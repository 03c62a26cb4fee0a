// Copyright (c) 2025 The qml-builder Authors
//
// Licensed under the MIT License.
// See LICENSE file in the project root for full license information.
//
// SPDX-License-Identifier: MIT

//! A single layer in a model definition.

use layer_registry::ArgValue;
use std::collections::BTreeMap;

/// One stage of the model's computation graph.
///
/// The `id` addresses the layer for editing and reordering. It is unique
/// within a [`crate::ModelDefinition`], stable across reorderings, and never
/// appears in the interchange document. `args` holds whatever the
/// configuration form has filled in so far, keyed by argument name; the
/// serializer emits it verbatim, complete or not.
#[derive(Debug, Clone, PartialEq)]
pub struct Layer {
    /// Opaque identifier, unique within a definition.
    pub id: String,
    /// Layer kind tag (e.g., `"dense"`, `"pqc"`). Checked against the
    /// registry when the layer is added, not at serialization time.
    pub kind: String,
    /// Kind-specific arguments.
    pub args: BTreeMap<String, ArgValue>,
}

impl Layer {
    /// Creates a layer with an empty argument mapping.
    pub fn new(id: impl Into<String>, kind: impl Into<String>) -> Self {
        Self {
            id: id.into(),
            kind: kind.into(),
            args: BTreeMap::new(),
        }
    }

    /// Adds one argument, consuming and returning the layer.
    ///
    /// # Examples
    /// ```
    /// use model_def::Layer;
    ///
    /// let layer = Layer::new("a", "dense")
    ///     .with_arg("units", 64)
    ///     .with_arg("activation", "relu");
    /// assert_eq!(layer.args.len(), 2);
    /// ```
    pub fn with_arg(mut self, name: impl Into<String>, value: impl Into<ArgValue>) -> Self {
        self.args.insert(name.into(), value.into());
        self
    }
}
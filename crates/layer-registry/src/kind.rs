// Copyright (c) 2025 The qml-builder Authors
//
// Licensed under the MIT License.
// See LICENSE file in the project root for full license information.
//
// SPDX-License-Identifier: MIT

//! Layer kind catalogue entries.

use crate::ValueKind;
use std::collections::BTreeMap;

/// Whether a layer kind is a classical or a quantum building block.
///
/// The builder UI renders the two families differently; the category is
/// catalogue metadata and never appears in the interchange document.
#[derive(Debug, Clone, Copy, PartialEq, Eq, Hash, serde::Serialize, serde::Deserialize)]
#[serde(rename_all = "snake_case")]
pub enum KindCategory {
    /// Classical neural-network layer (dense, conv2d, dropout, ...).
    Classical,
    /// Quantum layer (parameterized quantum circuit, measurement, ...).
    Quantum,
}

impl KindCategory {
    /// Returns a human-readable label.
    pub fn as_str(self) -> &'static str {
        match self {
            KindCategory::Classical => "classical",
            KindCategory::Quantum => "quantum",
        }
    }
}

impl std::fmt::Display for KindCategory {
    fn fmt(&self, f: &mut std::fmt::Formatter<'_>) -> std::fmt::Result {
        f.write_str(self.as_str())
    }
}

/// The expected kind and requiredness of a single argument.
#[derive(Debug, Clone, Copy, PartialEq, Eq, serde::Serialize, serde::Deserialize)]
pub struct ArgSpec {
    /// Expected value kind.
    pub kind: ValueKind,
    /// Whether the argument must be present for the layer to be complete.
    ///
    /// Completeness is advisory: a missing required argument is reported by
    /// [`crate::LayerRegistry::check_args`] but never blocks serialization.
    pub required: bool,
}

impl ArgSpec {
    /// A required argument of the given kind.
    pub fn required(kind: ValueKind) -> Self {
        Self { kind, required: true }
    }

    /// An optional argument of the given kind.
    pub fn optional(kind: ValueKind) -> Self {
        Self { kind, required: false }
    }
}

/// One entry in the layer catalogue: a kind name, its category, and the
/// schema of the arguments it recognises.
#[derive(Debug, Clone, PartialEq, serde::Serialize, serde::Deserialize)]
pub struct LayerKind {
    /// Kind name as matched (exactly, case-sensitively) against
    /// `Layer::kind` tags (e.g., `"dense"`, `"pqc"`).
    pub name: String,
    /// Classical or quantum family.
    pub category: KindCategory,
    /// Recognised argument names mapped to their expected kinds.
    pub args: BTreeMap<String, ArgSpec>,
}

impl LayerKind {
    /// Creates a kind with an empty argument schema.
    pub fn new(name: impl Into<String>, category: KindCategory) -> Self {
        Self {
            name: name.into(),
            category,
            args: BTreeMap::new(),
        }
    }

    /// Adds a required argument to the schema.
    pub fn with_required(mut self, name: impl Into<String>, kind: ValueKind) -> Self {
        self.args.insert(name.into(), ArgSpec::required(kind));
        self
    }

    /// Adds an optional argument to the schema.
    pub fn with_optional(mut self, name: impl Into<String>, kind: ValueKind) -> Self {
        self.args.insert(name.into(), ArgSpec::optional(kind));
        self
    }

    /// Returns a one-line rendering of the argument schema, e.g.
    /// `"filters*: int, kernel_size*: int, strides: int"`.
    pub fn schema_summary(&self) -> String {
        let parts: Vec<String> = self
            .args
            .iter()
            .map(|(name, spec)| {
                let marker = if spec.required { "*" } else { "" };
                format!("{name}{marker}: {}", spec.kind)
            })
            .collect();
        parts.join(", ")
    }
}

################

» **TASK INSTRUCTIONS**: Would you reproduce the whole listing exactly as it stands?

» **RESPONSE BOX**:
repository 03c62a26cb4fee0a
// Copyright (c) 2025 The qml-builder Authors
//
// Licensed under the MIT License.
// See LICENSE file in the project root for full license information.
//
// SPDX-License-Identifier: MIT

//! A single layer in a model definition.

use layer_registry::ArgValue;
use std::collections::BTreeMap;

/// One stage of the model's computation graph.
///
/// The `id` addresses the layer for editing and reordering. It is unique
/// within a [`crate::ModelDefinition`], stable across reorderings, and never
/// appears in the interchange document. `args` holds whatever the
/// configuration form has filled in so far, keyed by argument name; the
/// serializer emits it verbatim, complete or not.
#[derive(Debug, Clone, PartialEq)]
pub struct Layer {
    /// Opaque identifier, unique within a definition.
    pub id: String,
    /// Layer kind tag (e.g., `"dense"`, `"pqc"`). Checked against the
    /// registry when the layer is added, not at serialization time.
    pub kind: String,
    /// Kind-specific arguments.
    pub args: BTreeMap<String, ArgValue>,
}

impl Layer {
    /// Creates a layer with an empty argument mapping.
    pub fn new(id: impl Into<String>, kind: impl Into<String>) -> Self {
        Self {
            id: id.into(),
            kind: kind.into(),
            args: BTreeMap::new(),
        }
    }

    /// Adds one argument, consuming and returning the layer.
    ///
    /// # Examples
    /// ```
    /// use model_def::Layer;
    ///
    /// let layer = Layer::new("a", "dense")
    ///     .with_arg("units", 64)
    ///     .with_arg("activation", "relu");
    /// assert_eq!(layer.args.len(), 2);
    /// ```
    pub fn with_arg(mut self, name: impl Into<String>, value: impl Into<ArgValue>) -> Self {
        self.args.insert(name.into(), value.into());
        self
    }
}
filename crates/layer-registry/src/kind.rs
// Copyright (c) 2025 The qml-builder Authors
//
// Licensed under the MIT License.
// See LICENSE file in the project root for full license information.
//
// SPDX-License-Identifier: MIT

//! Layer kind catalogue entries.

use crate::ValueKind;
use std::collections::BTreeMap;

/// Whether a layer kind is a classical or a quantum building block.
///
/// The builder UI renders the two families differently; the category is
/// catalogue metadata and never appears in the interchange document.
#[derive(Debug, Clone, Copy, PartialEq, Eq, Hash, serde::Serialize, serde::Deserialize)]
#[serde(rename_all = "snake_case")]
pub enum KindCategory {
    /// Classical neural-network layer (dense, conv2d, dropout, ...).
    Classical,
    /// Quantum layer (parameterized quantum circuit, measurement, ...).
    Quantum,
}

impl KindCategory {
    /// Returns a human-readable label.
    pub fn as_str(self) -> &'static str {
        match self {
            KindCategory::Classical => "classical",
            KindCategory::Quantum => "quantum",
        }
    }
}

impl std::fmt::Display for KindCategory {
    fn fmt(&self, f: &mut std::fmt::Formatter<'_>) -> std::fmt::Result {
        f.write_str(self.as_str())
    }
}

/// The expected kind and requiredness of a single argument.
#[derive(Debug, Clone, Copy, PartialEq, Eq, serde::Serialize, serde::Deserialize)]
pub struct ArgSpec {
    /// Expected value kind.
    pub kind: ValueKind,
    /// Whether the argument must be present for the layer to be complete.
    ///
    /// Completeness is advisory: a missing required argument is reported by
    /// [`crate::LayerRegistry::check_args`] but never blocks serialization.
    pub required: bool,
}

impl ArgSpec {
    /// A required argument of the given kind.
    pub fn required(kind: ValueKind) -> Self {
        Self { kind, required: true }
    }

    /// An optional argument of the given kind.
    pub fn optional(kind: ValueKind) -> Self {
        Self { kind, required: false }
    }
}

/// One entry in the layer catalogue: a kind name, its category, and the
/// schema of the arguments it recognises.
#[derive(Debug, Clone, PartialEq, serde::Serialize, serde::Deserialize)]
pub struct LayerKind {
    /// Kind name as matched (exactly, case-sensitively) against
    /// `Layer::kind` tags (e.g., `"dense"`, `"pqc"`).
    pub name: String,
    /// Classical or quantum family.
    pub category: KindCategory,
    /// Recognised argument names mapped to their expected kinds.
    pub args: BTreeMap<String, ArgSpec>,
}

impl LayerKind {
    /// Creates a kind with an empty argument schema.
    pub fn new(name: impl Into<String>, category: KindCategory) -> Self {
        Self {
            name: name.into(),
            category,
            args: BTreeMap::new(),
        }
    }

    /// Adds a required argument to the schema.
    pub fn with_required(mut self, name: impl Into<String>, kind: ValueKind) -> Self {
        self.args.insert(name.into(), ArgSpec::required(kind));
        self
    }

    /// Adds an optional argument to the schema.
    pub fn with_optional(mut self, name: impl Into<String>, kind: ValueKind) -> Self {
        self.args.insert(name.into(), ArgSpec::optional(kind));
        self
    }

    /// Returns a one-line rendering of the argument schema, e.g.
    /// `"filters*: int, kernel_size*: int, strides: int"`.
    pub fn schema_summary(&self) -> String {
        let parts: Vec<String> = self
            .args
            .iter()
            .map(|(name, spec)| {
                let marker = if spec.required { "*" } else { "" };
                format!("{name}{marker}: {}", spec.kind)
            })
            .collect();
        parts.join(", ")
    }
}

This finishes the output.